I have perused the award in question. It is seen from the award that the land measuring 602 bigha 01 biswa and 10 biswansi has been placed in category 'B' by LAC. It is further seen that petitioner's entire land as comprised in khasra number 18/3 (3-04) is placed in category 'B'. It is further observed that the LAC at page 13 of the award has mentioned that as the land located on the boundary of the village Pooth Khurd had gadhas upto three feet, from which the earth has been taken out for making bricks, the said portion of the land is placed in category 'B'. The relevant portion of the award is reproduced hereunder :-

"The land under acquisition is agricultural land and is being used for agriculture. However, some land located on the boundary of village Pooth Khurd, there are "GADHAS" upto 3 feet from which earth has been taken out for making bricks. Hence, Page 20 of 60 for the purpose of assessing the market value, land can fairly be divided into two blocks.
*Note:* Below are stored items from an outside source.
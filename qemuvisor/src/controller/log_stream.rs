//! Output capture from the emulator's stdout/stderr.
//!
//! Each stream gets a dedicated task that drains the pipe in chunks and appends
//! them to a shared [`OutputBuffer`]. Buffers only grow; readers may take a
//! snapshot at any time and see everything appended so far.

use std::io;
use std::sync::Arc;
use std::time::Duration;

use parking_lot::RwLock;
use tokio::io::{AsyncRead, AsyncReadExt};
use tokio::sync::watch;
use tokio::task::JoinHandle;

/// Read size per pipe read.
const CHUNK_SIZE: usize = 1024;

/// Which standard stream a capture drains.
#[derive(Debug, Clone, Copy, PartialEq, Eq)]
pub enum StreamKind {
    Stdout,
    Stderr,
}

impl StreamKind {
    pub fn as_str(&self) -> &'static str {
        match self {
            StreamKind::Stdout => "stdout",
            StreamKind::Stderr => "stderr",
        }
    }
}

/// Completion state of a capture task.
#[derive(Debug, Clone, PartialEq, Eq)]
pub enum CaptureState {
    /// Still reading.
    Open,
    /// Reached end-of-stream.
    Closed,
    /// Aborted on a read error.
    Failed(String),
}

/// Growable byte accumulator shared between a capture task and its readers.
#[derive(Debug)]
pub struct OutputBuffer {
    data: RwLock<Vec<u8>>,
    state: watch::Sender<CaptureState>,
}

impl Default for OutputBuffer {
    fn default() -> Self {
        Self::new()
    }
}

impl OutputBuffer {
    pub fn new() -> Self {
        let (state, _) = watch::channel(CaptureState::Open);
        Self {
            data: RwLock::new(Vec::new()),
            state,
        }
    }

    pub fn append(&self, bytes: &[u8]) {
        self.data.write().extend_from_slice(bytes);
    }

    /// Copy of everything captured so far.
    pub fn snapshot(&self) -> Vec<u8> {
        self.data.read().clone()
    }

    pub fn to_string_lossy(&self) -> String {
        String::from_utf8_lossy(&self.data.read()).into_owned()
    }

    pub fn len(&self) -> usize {
        self.data.read().len()
    }

    pub fn is_empty(&self) -> bool {
        self.len() == 0
    }

    /// Plain substring search over the captured bytes.
    pub fn contains(&self, needle: &[u8]) -> bool {
        if needle.is_empty() {
            return true;
        }
        self.data
            .read()
            .windows(needle.len())
            .any(|window| window == needle)
    }

    pub fn state(&self) -> CaptureState {
        self.state.borrow().clone()
    }

    /// Wait until the capture leaves [`CaptureState::Open`].
    ///
    /// Returns `false` if `timeout` elapsed first.
    pub async fn wait_closed(&self, timeout: Duration) -> bool {
        let mut rx = self.state.subscribe();
        tokio::time::timeout(timeout, rx.wait_for(|s| *s != CaptureState::Open))
            .await
            .is_ok()
    }

    fn finish(&self, state: CaptureState) {
        self.state.send_replace(state);
    }
}

/// Strips ANSI escape codes from a string.
///
/// Guest consoles emit color codes; they are removed before mirroring to tracing.
fn strip_ansi_codes(text: &str) -> String {
    let mut result = String::with_capacity(text.len());
    let mut chars = text.chars();

    while let Some(c) = chars.next() {
        if c == '\x1b' {
            if chars.next() == Some('[') {
                for next_char in chars.by_ref() {
                    if next_char == 'm' {
                        break;
                    }
                }
            }
        } else {
            result.push(c);
        }
    }

    result
}

fn mirror(kind: StreamKind, bytes: &[u8]) {
    let text = || strip_ansi_codes(&String::from_utf8_lossy(bytes));
    match kind {
        StreamKind::Stdout if tracing::enabled!(target: "qemu:stdout", tracing::Level::TRACE) => {
            tracing::trace!(target: "qemu:stdout", "{}", text().trim_end())
        }
        StreamKind::Stderr if tracing::enabled!(target: "qemu:stderr", tracing::Level::TRACE) => {
            tracing::trace!(target: "qemu:stderr", "{}", text().trim_end())
        }
        _ => {}
    }
}

/// Drain `reader` into `buffer` until end-of-stream.
///
/// Returns the number of bytes captured. Any read error other than an
/// interrupted read stops the loop and is returned.
pub async fn capture<R>(mut reader: R, buffer: &OutputBuffer, kind: StreamKind) -> io::Result<u64>
where
    R: AsyncRead + Unpin,
{
    let mut chunk = [0u8; CHUNK_SIZE];
    let mut total: u64 = 0;

    loop {
        match reader.read(&mut chunk).await {
            Ok(0) => return Ok(total),
            Ok(n) => {
                buffer.append(&chunk[..n]);
                mirror(kind, &chunk[..n]);
                total += n as u64;
            }
            Err(e) if e.kind() == io::ErrorKind::Interrupted => continue,
            Err(e) => return Err(e),
        }
    }
}

/// Spawn a capture task for one stream.
///
/// The task's outcome is published through the buffer's [`CaptureState`];
/// it never propagates to the caller.
pub fn spawn_capture<R>(reader: R, buffer: Arc<OutputBuffer>, kind: StreamKind) -> JoinHandle<()>
where
    R: AsyncRead + Unpin + Send + 'static,
{
    tokio::spawn(async move {
        match capture(reader, &buffer, kind).await {
            Ok(total) => {
                tracing::debug!(stream = kind.as_str(), bytes = total, "Pipe closed, capture exiting");
                buffer.finish(CaptureState::Closed);
            }
            Err(e) => {
                tracing::warn!(stream = kind.as_str(), error = %e, "Failed to read from pipe");
                buffer.finish(CaptureState::Failed(e.to_string()));
            }
        }
    })
}
//! Machine lifecycle: state machine, supervisor and background monitors.

mod state;
mod supervisor;
mod watchers;

pub use state::{EscalationStep, MachineInfo, MachineState, MachineStatus, TerminationCause};
pub use supervisor::Supervisor;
One block will consist of level land under cultivation total measuring 769 bigha and 19 biswas is categorised as Block "A" and second block consisting of "GADHAS" measuring 602 bigha 01 biswas and 10 biswansi is categorised as block "B".

Besides what is reproduced above, there is no other discussion about categorization of land except at page 17 of the award ; that also is only with respect to deduction of Rs. 1,20,000/- on account of three feet gadhas stated to have been found on 'B' category land.

It is not clear from the award that on what basis the LAC recorded that there were 3 feet deep gadhas on the land, which was kept in category 'B'. It is an admitted fact that survey of the acquired land is conducted at the time of acquisition of the land ; every detail about the land is expected to be recorded in the survey report ; this report is the very foundation on the basis of which the LAC arrives at the conclusion about the user/status of land at the time of acquisition. But, there is no reference of any such report or other material in the award, which formed the basis of LAC's findings about 3 feet gadhas Page 21 of 60 on the part of the acquired land.

In this regard with the consent of respondents, the petitioner was allowed to refer to the testimony of Sh. S.R. Kataria, LAC, who had passed the award in question and the documents filed by him.

It is noted that concerned LAC in his testimony has stated that survey of the land was conducted by the Field Staff ; that as per survey report, there were gadhas in the portion of the acquired land ; that gadhas were because of removal of fertile top soil ; such depressed land was kept in category 'B' ; that the remaining land which was levelled was kept in category 'A'. He has further stated that as there were gadhas in part of the acquired land, uniform compensation was not awarded for the entire land.

LAC, in his cross-examination while denying that no physical survey of the said land, was carried out, admitted that the survey of the land was not conducted by him personally ; that it was conducted by the Field Staff, prior to his joining as LAC. He has also stated that on the basis of the Field Staff's report about the gadhas in portion of the land, the same was kept in category 'B. He further stated that while passing any award Page 22 of 60 besides the report of the Field Staff, he used to refer to the revenue record like khasra girdawari, Form P-5 etc. and whether any crops were being cultivated on the said land, to ascertain the quality of the land. LAC denied that he has categorized the land without even referring to the revenue record. LAC placed on record a copy of a report Ex. PW-2/3.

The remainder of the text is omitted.